In the late 1990s and early 2000s, the U.S. and the global economy experienced a “China shock,” a boom in imports of cheap Chinese-made goods that helped keep inflation low but at the cost of local manufacturing jobs.

A sequel might be in the making as Beijing doubles down on exports to revive the country’s growth. Its factories are churning out more cars, machinery and consumer electronics than its domestic economy can absorb. Propped up by cheap, state-directed loans, Chinese companies are glutting foreign markets with products they can’t sell at home.

Some economists see this China shock pushing inflation down even more than the first. China’s economy is now slowing , whereas, in the previous era, it was booming. As a result, the disinflationary effect of cheap Chinese-manufactured goods won’t be offset by Chinese demand for iron ore, coal and other commodities.

China is also a much larger economy than it was, accounting for more of the world’s manufacturing. It had 31% of global manufacturing output in 2022, and 14% of all goods exports, according to World Bank data. Two decades earlier China’s share of manufacturing was less than 10% and of exports less than 5%.

Everyone is investing in manufacturing

In the early 2000s, overproduction mainly came from China, while factories elsewhere shut down. Now, the U.S. and other countries are investing heavily in and protecting their own industries as geopolitical tensions rise. Chinese firms such as the battery maker Contemporary Amperex Technology are building plants overseas to soothe opposition to imports, though they already produce much of what the world needs at home.

The result could be a world swimming in manufactured goods, and short of the spending power to buy them—a classic recipe for falling prices.

“The balance of China’s impact on global prices is tilting even more clearly in a disinflationary direction,” said Thomas Gatley, China strategist at Gavekal Dragonomics.

There are some countervailing forces. The U.S., Europe and Japan don’t want a rerun of the early 2000s, when cheap Chinese goods put many of their factories out of business. So they have extended billions of dollars in support to industries deemed strategic, and imposed or threatened to impose tariffs on Chinese imports. Aging populations and persistent labor shortages in the developed world could further offset some disinflationary pressure China exerts this time.

“It won’t be the same China shock,” said David Autor , a professor of economics at the Massachusetts Institute of Technology and one of the authors of a 2016 paper that described the original China shock.

A different sort of China shock

Even so, “the concerns are more fundamental” now, Autor said, because China is competing with advanced economies in cars, computer chips and complex machinery—higher-value industries that are viewed as more central to technological leadership.

The first China shock came after a series of liberalizing reforms in China in the 1990s and its accession to the World Trade Organization in 2001. For U.S. consumers, this brought considerable benefits. One 2019 paper found that consumer prices in the U.S. for goods fell 2% for every extra percentage point of market share grabbed by Chinese imports, with the biggest benefits felt by people on low and middle incomes.

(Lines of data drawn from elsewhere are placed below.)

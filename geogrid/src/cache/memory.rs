/*
* Licensed to Elasticsearch B.V. under one or more contributor
* license agreements. See the NOTICE file distributed with
* this work for additional information regarding copyright
* ownership. Elasticsearch B.V. licenses this file to you under
* the Apache License, Version 2.0 (the "License"); you may
* not use this file except in compliance with the License.
* You may obtain a copy of the License at
*
*  http://www.apache.org/licenses/LICENSE-2.0
*
* Unless required by applicable law or agreed to in writing,
* software distributed under the License is distributed on an
* "AS IS" BASIS, WITHOUT WARRANTIES OR CONDITIONS OF ANY
* KIND, either express or implied.  See the License for the
* specific language governing permissions and limitations
* under the License.
*/

//! Artifacts kept in process memory, keyed by fingerprint.

use super::registry::{CacheRegistry, RegisteredCache};
use super::Fingerprint;
use crate::searchtree::{GridTree, PlanarTree, SphericalTree};
use hashbrown::HashMap;
use log::{debug, info, warn};
use parking_lot::Mutex;
use std::sync::Arc;

/// Something worth keeping. Trees are shared, a hit hands out another reference.
#[derive(Clone, Debug)]
pub enum CachedArtifact {
    ///
    Planar(Arc<PlanarTree>),
    ///
    Spherical(Arc<SphericalTree>),
    /// An opaque grid product, a serialised tree for example
    Bytes(Arc<Vec<u8>>),
}

impl CachedArtifact {
    /// Bytes held by the artifact itself
    pub fn footprint(&self) -> usize {
        match self {
            CachedArtifact::Planar(t) => t.footprint(),
            CachedArtifact::Spherical(t) => t.footprint(),
            CachedArtifact::Bytes(b) => b.len(),
        }
    }

    /// The tree inside, if this is one.
    pub fn into_grid_tree(self) -> Option<GridTree> {
        match self {
            CachedArtifact::Planar(t) => Some(GridTree::Planar(t)),
            CachedArtifact::Spherical(t) => Some(GridTree::Spherical(t)),
            CachedArtifact::Bytes(_) => None,
        }
    }
}

impl From<GridTree> for CachedArtifact {
    fn from(tree: GridTree) -> CachedArtifact {
        match tree {
            GridTree::Planar(t) => CachedArtifact::Planar(t),
            GridTree::Spherical(t) => CachedArtifact::Spherical(t),
        }
    }
}

#[derive(Debug)]
struct Entry {
    artifact: CachedArtifact,
    footprint: usize,
    last_access: u64,
}

#[derive(Debug, Default)]
struct MemoryState {
    entries: HashMap<Fingerprint, Entry>,
    tick: u64,
    bytes: usize,
}

impl MemoryState {
    fn touch(&mut self) -> u64 {
        self.tick += 1;
        self.tick
    }
}

/// An in-process cache. With a capacity, the least recently used entries are evicted once
/// the total footprint goes over it; an entry larger than the capacity on its own is kept.
#[derive(Debug)]
pub struct MemoryCache {
    name: String,
    capacity: Option<usize>,
    state: Mutex<MemoryState>,
}

impl MemoryCache {
    /// Creates the cache and registers it.
    pub fn new<S: Into<String>>(
        registry: &CacheRegistry,
        name: S,
        capacity: Option<usize>,
    ) -> Arc<MemoryCache> {
        let cache = Arc::new(MemoryCache {
            name: name.into(),
            capacity,
            state: Mutex::new(MemoryState::default()),
        });
        registry.register(RegisteredCache::Memory(Arc::clone(&cache)));
        cache
    }

    ///
    pub fn name(&self) -> &str {
        &self.name
    }

    /// Byte budget, if any
    pub fn capacity(&self) -> Option<usize> {
        self.capacity
    }

    /// Stores `artifact`, replacing whatever had the same key. Returns how many other
    /// entries were evicted to make room.
    pub fn insert(&self, key: Fingerprint, artifact: CachedArtifact) -> usize {
        let footprint = artifact.footprint();
        let mut state = self.state.lock();
        let last_access = state.touch();
        if let Some(old) = state.entries.insert(
            key.clone(),
            Entry {
                artifact,
                footprint,
                last_access,
            },
        ) {
            state.bytes -= old.footprint;
        }
        state.bytes += footprint;
        info!(
            "memory cache '{}' stored {} ({} bytes)",
            self.name, key, footprint
        );

        let mut evicted = 0;
        if let Some(capacity) = self.capacity {
            while state.bytes > capacity {
                let oldest = state
                    .entries
                    .iter()
                    .filter(|(k, _)| **k != key)
                    .min_by_key(|(_, e)| e.last_access)
                    .map(|(k, _)| k.clone());
                match oldest {
                    Some(k) => {
                        if let Some(e) = state.entries.remove(&k) {
                            state.bytes -= e.footprint;
                            evicted += 1;
                            warn!(
                                "memory cache '{}' over its {} bytes, evicted {}",
                                self.name, capacity, k
                            );
                        }
                    }
                    None => {
                        warn!(
                            "memory cache '{}' holds {} which alone is over its {} bytes",
                            self.name, key, capacity
                        );
                        break;
                    }
                }
            }
        }
        evicted
    }

    /// The artifact stored under `key`, marking it as recently used.
    pub fn get(&self, key: &Fingerprint) -> Option<CachedArtifact> {
        let mut state = self.state.lock();
        let now = state.touch();
        let entry = state.entries.get_mut(key)?;
        entry.last_access = now;
        debug!("memory cache '{}' hit {}", self.name, key);
        Some(entry.artifact.clone())
    }

    ///
    pub fn contains(&self, key: &Fingerprint) -> bool {
        self.state.lock().entries.contains_key(key)
    }

    /// Takes an entry out.
    pub fn remove(&self, key: &Fingerprint) -> Option<CachedArtifact> {
        let mut state = self.state.lock();
        let entry = state.entries.remove(key)?;
        state.bytes -= entry.footprint;
        Some(entry.artifact)
    }

    /// Number of entries
    pub fn len(&self) -> usize {
        self.state.lock().entries.len()
    }

    ///
    pub fn is_empty(&self) -> bool {
        self.len() == 0
    }

    /// Sum of the footprints of the stored artifacts
    pub fn footprint(&self) -> usize {
        self.state.lock().bytes
    }

    /// Drops every entry.
    pub fn purge(&self) {
        let mut state = self.state.lock();
        let n = state.entries.len();
        state.entries.clear();
        state.bytes = 0;
        info!("memory cache '{}' purged {} entries", self.name, n);
    }
}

But the China shock also piled pressure on domestic manufacturers. In 2016, Autor and other economists estimated that the U.S. lost more than two million jobs between 1999 and 2011 as a result of Chinese imports, as makers of furniture, toys and clothes buckled under the competition and workers in hollowed-out communities struggled to find new roles.

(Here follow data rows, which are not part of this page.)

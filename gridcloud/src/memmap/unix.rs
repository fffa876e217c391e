/*
* Licensed to Elasticsearch B.V. under one or more contributor
* license agreements. See the NOTICE file distributed with
* this work for additional information regarding copyright
* ownership. Elasticsearch B.V. licenses this file to you under
* the Apache License, Version 2.0 (the "License"); you may
* not use this file except in compliance with the License.
* You may obtain a copy of the License at
*
*  http://www.apache.org/licenses/LICENSE-2.0
*
* Unless required by applicable law or agreed to in writing,
* software distributed under the License is distributed on an
* "AS IS" BASIS, WITHOUT WARRANTIES OR CONDITIONS OF ANY
* KIND, either express or implied.  See the License for the
* specific language governing permissions and limitations
* under the License.
*/

use std::fs::File;
use std::os::unix::io::{AsRawFd, RawFd};
use std::{io, ptr};

fn page_size() -> usize {
    unsafe { libc::sysconf(libc::_SC_PAGESIZE) as usize }
}

pub struct MmapInner {
    ptr: *mut libc::c_void,
    len: usize,
}

impl MmapInner {
    /// `mmap(2)` with the offset rounded down to a page. Empty maps still reserve one byte
    /// so the pointer is valid and page aligned.
    fn new(
        len: usize,
        prot: libc::c_int,
        flags: libc::c_int,
        fd: RawFd,
        offset: u64,
    ) -> io::Result<MmapInner> {
        let alignment = offset % page_size() as u64;
        let aligned_offset = offset - alignment;
        let aligned_len = len + alignment as usize;
        unsafe {
            let ptr = libc::mmap(
                ptr::null_mut(),
                aligned_len.max(1),
                prot,
                flags,
                fd,
                aligned_offset as libc::off_t,
            );
            if ptr == libc::MAP_FAILED {
                Err(io::Error::last_os_error())
            } else {
                Ok(MmapInner {
                    ptr: ptr.offset(alignment as isize),
                    len,
                })
            }
        }
    }

    pub fn map(len: usize, file: &File, offset: u64) -> io::Result<MmapInner> {
        MmapInner::new(
            len,
            libc::PROT_READ,
            libc::MAP_SHARED,
            file.as_raw_fd(),
            offset,
        )
    }

    pub fn map_mut(len: usize, file: &File, offset: u64) -> io::Result<MmapInner> {
        MmapInner::new(
            len,
            libc::PROT_READ | libc::PROT_WRITE,
            libc::MAP_SHARED,
            file.as_raw_fd(),
            offset,
        )
    }

    pub fn map_anon(len: usize) -> io::Result<MmapInner> {
        MmapInner::new(
            len,
            libc::PROT_READ | libc::PROT_WRITE,
            libc::MAP_PRIVATE | libc::MAP_ANON,
            -1,
            0,
        )
    }

    pub fn flush(&self, offset: usize, len: usize) -> io::Result<()> {
        let alignment = (self.ptr as usize + offset) % page_size();
        let offset = offset as isize - alignment as isize;
        let len = len + alignment;
        let result = unsafe { libc::msync(self.ptr.offset(offset), len, libc::MS_SYNC) };
        if result == 0 {
            Ok(())
        } else {
            Err(io::Error::last_os_error())
        }
    }

    fn mprotect(&mut self, prot: libc::c_int) -> io::Result<()> {
        unsafe {
            let alignment = self.ptr as usize % page_size();
            let ptr = self.ptr.offset(-(alignment as isize));
            let len = self.len + alignment;
            if libc::mprotect(ptr, len.max(1), prot) == 0 {
                Ok(())
            } else {
                Err(io::Error::last_os_error())
            }
        }
    }

    pub fn make_read_only(&mut self) -> io::Result<()> {
        self.mprotect(libc::PROT_READ)
    }

    #[inline]
    pub fn ptr(&self) -> *const u8 {
        self.ptr as *const u8
    }

    #[inline]
    pub fn mut_ptr(&mut self) -> *mut u8 {
        self.ptr as *mut u8
    }

    #[inline]
    pub fn len(&self) -> usize {
        self.len
    }
}

impl Drop for MmapInner {
    fn drop(&mut self) {
        let alignment = self.ptr as usize % page_size();
        unsafe {
            assert!(
                libc::munmap(
                    self.ptr.offset(-(alignment as isize)),
                    (self.len + alignment).max(1)
                ) == 0,
                "unable to unmap mmap: {}",
                io::Error::last_os_error()
            );
        }
    }
}

unsafe impl Sync for MmapInner {}
unsafe impl Send for MmapInner {}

A sequel of sorts appears to be under way.

China’s economy expanded 5.2% last year, a subdued rate by its standards, and is expected to slow further as a drawn-out real-estate crunch crushes investment and consumers rein in spending. Capital Economics, a consulting firm, thinks annual growth will slow to around 2% by 2030. Beijing is seeking to engineer an economic turnaround by plowing money into factories, especially for semiconductors, aerospace, cars and renewable-energy equipment, and selling the resulting surplus abroad.

Deflation in China

But weak demand and overcapacity means Chinese producer prices have been falling for 16 months, led by consumer and durable goods, food products, metals and electrical machinery.

That disinflationary impulse is showing up around the world. The price of U.S. imports from China fell 2.9% in January from a year earlier, while the price of imports from the European Union, Japan and Mexico all rose.

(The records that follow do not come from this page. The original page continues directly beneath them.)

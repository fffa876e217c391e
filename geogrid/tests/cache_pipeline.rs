use geogrid::utils::{tree_config_from_yaml, tree_from_yaml, TreeCache, TreeSource};
use geogrid::*;
use std::fs;
use std::sync::Arc;
use tempdir::TempDir;

#[test]
fn registry_totals_follow_purges() {
    let registry = CacheRegistry::new();
    let a = MemoryCache::new(&registry, "a", None);
    let b = MemoryCache::new(&registry, "b", None);
    a.insert(Fingerprint::of_bytes(b"a"), CachedArtifact::Bytes(Arc::new(vec![0; 100])));
    b.insert(Fingerprint::of_bytes(b"b"), CachedArtifact::Bytes(Arc::new(vec![0; 200])));
    assert_eq!(registry.total_footprint(), 300);

    a.purge();
    assert_eq!(registry.total_footprint(), 200);
    registry.total_purge().unwrap();
    assert_eq!(registry.total_footprint(), 0);
    assert_eq!(registry.len(), 2);
}

#[test]
fn memory_then_disk_then_build() {
    let dir = TempDir::new("pipeline").unwrap();
    let registry = CacheRegistry::new();
    let disk = DiskCache::new(&registry, "disk", dir.path().join("trees")).unwrap();
    let spec = GridSpec::octahedral(8);

    let first = TreeCache::new(SearchTreeBuilder::new())
        .with_memory(MemoryCache::new(&registry, "first", None))
        .with_disk(Arc::clone(&disk));
    let built = first.get_or_build(&spec).unwrap();
    assert_eq!(built.source, TreeSource::Built);
    assert!(disk.contains(&built.fingerprint));
    assert_eq!(first.get_or_build(&spec).unwrap().source, TreeSource::Memory);

    let second = TreeCache::new(SearchTreeBuilder::new())
        .with_memory(MemoryCache::new(&registry, "second", None))
        .with_disk(Arc::clone(&disk));
    let loaded = second.get_or_build(&spec).unwrap();
    assert_eq!(loaded.source, TreeSource::Disk);
    assert_eq!(loaded.fingerprint, built.fingerprint);
    assert_eq!(loaded.tree.len(), built.tree.len());

    let grid = Grid::from_spec(&spec).unwrap();
    let builder = second.builder();
    for (i, p) in grid.points().enumerate().step_by(7) {
        assert_eq!(builder.nearest_grid_point(&loaded.tree, &p).unwrap(), i);
    }

    // A different leaf size is a different tree.
    let mut other = SearchTreeBuilder::new();
    other.set_leaf_size(4);
    let third = TreeCache::new(other).with_disk(Arc::clone(&disk));
    let rebuilt = third.get_or_build(&spec).unwrap();
    assert_eq!(rebuilt.source, TreeSource::Built);
    assert_ne!(rebuilt.fingerprint, built.fingerprint);
}

#[test]
fn corrupt_disk_entries_are_rebuilt() {
    let dir = TempDir::new("corrupt").unwrap();
    let registry = CacheRegistry::new();
    let disk = DiskCache::new(&registry, "disk", dir.path()).unwrap();
    let spec = GridSpec::regular(16, 8);
    let cache = TreeCache::new(SearchTreeBuilder::new()).with_disk(Arc::clone(&disk));
    let key = cache.fingerprint(&spec).unwrap();

    fs::create_dir_all(disk.entry_dir(&key)).unwrap();
    fs::write(disk.tree_path(&key), b"not a tree").unwrap();
    let tree = cache.get_or_build(&spec).unwrap();
    assert_eq!(tree.source, TreeSource::Built);
    assert_eq!(cache.get_or_build(&spec).unwrap().source, TreeSource::Disk);
}

#[test]
fn trees_map_into_regions() {
    let dir = TempDir::new("regions").unwrap();
    let registry = CacheRegistry::new();
    let region = MappedCache::file_backed(&registry, "region", dir.path().join("tree.bin")).unwrap();
    assert!(!region.is_mapped());

    let spec = GridSpec::octahedral(4);
    let cache = TreeCache::new(SearchTreeBuilder::new());
    cache.map_into(&spec, &region).unwrap();
    assert!(region.is_mapped());

    let mapped: MappedSearchTree<3> = region.map_tree().unwrap();
    let owned = SearchTreeBuilder::new().build_spherical(Grid::from_spec(&spec).unwrap().points());
    assert_eq!(mapped.len(), owned.len());
    let q = [1.0e6, 2.0e6, 6.0e6];
    assert_eq!(
        mapped.nearest_neighbour(q).unwrap(),
        owned.nearest_neighbour(q).unwrap()
    );
    assert_eq!(registry.total_footprint(), region.footprint());

    region.purge();
    assert!(!region.is_mapped());
    assert!(region.map_tree::<3, usize>().is_ok());
}

#[test]
fn yaml_description_builds_a_tree() {
    let dir = TempDir::new("yaml").unwrap();
    let path = dir.path().join("tree.yml");
    fs::write(
        &path,
        "---\nleaf_size: 8\nembedding: planar\ngrid:\n  grid_type: regular_ll\n  ni: 12\n  nj: 7\n",
    )
    .unwrap();

    let (spec, builder) = tree_config_from_yaml(&path).unwrap();
    assert_eq!(builder.leaf_size(), 8);
    assert_eq!(builder.embedding(), Embedding::Planar);
    assert_eq!(Grid::from_spec(&spec).unwrap().size(), 84);

    let tree = tree_from_yaml(&path).unwrap();
    assert_eq!(tree.dimension(), 2);
    assert_eq!(tree.len(), 84);

    fs::write(&path, "---\nleaf_size: 8\n").unwrap();
    assert!(tree_from_yaml(&path).is_err());
    assert!(tree_from_yaml(dir.path().join("missing.yml")).unwrap_err().is_io_error());
}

Unlike in the early 2000s, however, the Western world now sees China as its chief economic rival and geopolitical adversary. The EU is considering whether Chinese-made electric vehicles are unfairly subsidized and should be subject to tariffs or other import restrictions. Former President Donald Trump , who is seeking the Republican nomination for November’s presidential election, has floated the idea of hitting imports from China with tariffs of 60% or higher.

Such protectionism might shift some of the deflationary impact to other parts of the world, as Chinese exporters look for new markets in poorer countries. Those economies could see their own fledgling industries shrivel in the teeth of Chinese competition, much as the U.S. did in an earlier era. Unlike Japan or South Korea, which abandoned low-cost manufacturing as they progressed to higher-value exports, China has maintained a commanding position in low-cost sectors even as it pushes into products typically dominated by advanced economies. China represents “a unique mercantilist challenge,” said Rory Green , chief China economist at GlobalData–TS Lombard.